Итак, помимо лодки с противозачаточными заплатками, которую дедушка непонятно называл «гондоной», папа проверял маску и ласты. Он даже дал мне попробовать подышать через трубку, но поскольку нос у меня, как всегда, был забит соплями, я немедленно начал задыхаться и пускать пузыри. Пока я синел и булькал в тазике с водой, в комнату зашел дедушка, сорвал с меня маску и обозвал папу гусем лапчатым.
Папа не обиделся, надел ласты и маску и стал показывать мне, как правильно заходить в воду спиной. В этом наряде он был похож на Ихтиандра. Дедушка пошел жаловаться маме на кухню. Застал он ее за чисткой рыбы, занятием крайне трудоемким и неопрятным. Мама была и так раздражена, так что, особо не раздумывая, всучила папе мешок с рыбной чешуей и, не дав даже натянуть спортивные штаны, выставила за дверь его выбросить, благо ведро для пищевых отходов стояло всего пролетом ниже. Провинившийся папа послушно пошлепал в ластах по ступенькам.
И надо же, что именно в этот момент по темной лестнице поднималась приятельница семьи по имени Сима и с угрожающей фамилией Нашатырь. Полуголый, пахнущий сырой рыбой, правильно, но неуместно экипированный папа не знал, что правильнее сказать в сложившейся ситуации: то ли здравствуйте, то ли извините.
И поскольку на нем была маска, то он гундосо просипел что-то голосом, каким в дальнейшем переводчики, чтобы не быть узнанными, дублировали запрещенные фильмы, для верности нацепив прищепку на нос. Эффект был ошеломляющий. Только отрезвляющая фамилия спасла Симу от обморока при встрече с крупным представителем земноводных.

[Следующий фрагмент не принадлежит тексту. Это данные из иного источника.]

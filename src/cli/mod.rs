//! CLI module for Sokord.

pub mod commands;
mod output;
pub mod preflight;

pub use output::Output;

use clap::{Parser, Subcommand};

/// Sokord - SEO keywords from video
///
/// Transcribes a video, summarizes the speech, extracts keywords, ranks them
/// by YouTube engagement and enriches them with Wikidata taxonomy terms.
#[derive(Parser, Debug)]
#[command(name = "sokord")]
#[command(version, about, long_about = None)]
pub struct Cli {
    /// Increase verbosity (-v for info, -vv for debug, -vvv for trace)
    #[arg(short, long, action = clap::ArgAction::Count, global = true)]
    pub verbose: u8,

    /// Path to configuration file
    #[arg(short, long, global = true, env = "SOKORD_CONFIG")]
    pub config: Option<String>,

    #[command(subcommand)]
    pub command: Commands,
}

#[derive(Subcommand, Debug)]
pub enum Commands {
    /// Start the HTTP API server
    Serve {
        /// Host to bind to (default: server.host)
        #[arg(long)]
        host: Option<String>,

        /// Port to bind to (default: server.port)
        #[arg(short, long)]
        port: Option<u16>,
    },

    /// Extract and rank keywords from a local video file
    Extract {
        /// Path to an .mp4, .avi, .mov or .mkv file
        video: String,

        /// Comma-separated seed keywords to merge in
        #[arg(short, long)]
        seeds: Option<String>,

        /// Also enrich ranked keywords with Wikidata
        #[arg(short, long)]
        enrich: bool,

        /// Pretty-print the JSON output
        #[arg(long)]
        pretty: bool,
    },

    /// Rank keywords by YouTube engagement
    Rank {
        /// Keywords to rank
        #[arg(required = true)]
        keywords: Vec<String>,

        /// Pretty-print the JSON output
        #[arg(long)]
        pretty: bool,
    },

    /// Look up Wikidata taxonomy terms for keywords
    Enrich {
        /// Keywords to enrich
        #[arg(required = true)]
        keywords: Vec<String>,

        /// Pretty-print the JSON output
        #[arg(long)]
        pretty: bool,
    },

    /// Check system requirements and configuration
    Doctor,

    /// Manage configuration
    Config {
        #[command(subcommand)]
        action: ConfigAction,
    },
}

#[derive(Subcommand, Debug)]
pub enum ConfigAction {
    /// Show current configuration
    Show,

    /// Set a configuration value
    Set {
        /// Configuration key (e.g., "youtube.max_results")
        key: String,
        /// Configuration value
        value: String,
    },

    /// Show configuration file path
    Path,
}

#[cfg(test)]
mod tests {
    use super::*;

    #[test]
    fn test_parse_extract() {
        let cli = Cli::try_parse_from([
            "sokord", "-vv", "extract", "talk.mp4", "--seeds", "ai, nlp", "--enrich",
        ])
        .unwrap();
        assert_eq!(cli.verbose, 2);
        match cli.command {
            Commands::Extract { video, seeds, enrich, pretty } => {
                assert_eq!(video, "talk.mp4");
                assert_eq!(seeds.as_deref(), Some("ai, nlp"));
                assert!(enrich);
                assert!(!pretty);
            }
            other => panic!("unexpected command: {:?}", other),
        }
    }

    #[test]
    fn test_rank_requires_keywords() {
        assert!(Cli::try_parse_from(["sokord", "rank"]).is_err());
    }
}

Наверху же ее ждали с нетерпением, потому что она несла папе с мамой дефицитные путевки на турбазу «Ленэнерго». Мои родители там еще никогда не были, и, судя по цене, которую запросила напуганная Нашатыриха, им должны были предоставить отдельные хоромы со всеми удобствами, видом на море и трехразовым питанием. Путевки на турбазу по тем временам очень ценились: они решали вопросы жилья и питания.
На деле база своими узкими бревенчатыми бараками, теснящимися друг к другу, скорее напоминала лагерь. В узкой, как кишка, темной комнате стояли две солдатские кровати с продавленными сетками и сиротской прикроватной тумбочкой, обгрызенной то ли голодными туристами, то ли крысами. Белье давали серое, застиранное, в подозрительных пятнах, но по меркам дикарей, которые спали вообще без белья и мылись прямо в море, это, таки да, были хоромы. Удобства во дворе никого не смущали, это было в порядке вещей. А самым главным считалось двухразовое питание: не надо было выстаивать бесконечную очередь в местной столовой, драться за обляпанный жиром поднос и в обмен на рубль получать красную бурду с нескромным названием «харчо» и котлету домашнюю с добавлением мяса и с таким количеством перца, что ее потом было не затушить литрами местного молодого вина с собачьим названием «Псоу». Так, во всяком случае, оправдывались по утрам курортники перед женами, потому что вино это пилось как вода, но встать после полбутылки было уже невозможно. Совершенно трезвая и ясная голова приказывала ногам идти, а те упрямо или совсем не слушались, либо шли в совершенно противоположную сторону на поиски приключений на свою же голову и на ту часть тела, из которой те самые ноги росли.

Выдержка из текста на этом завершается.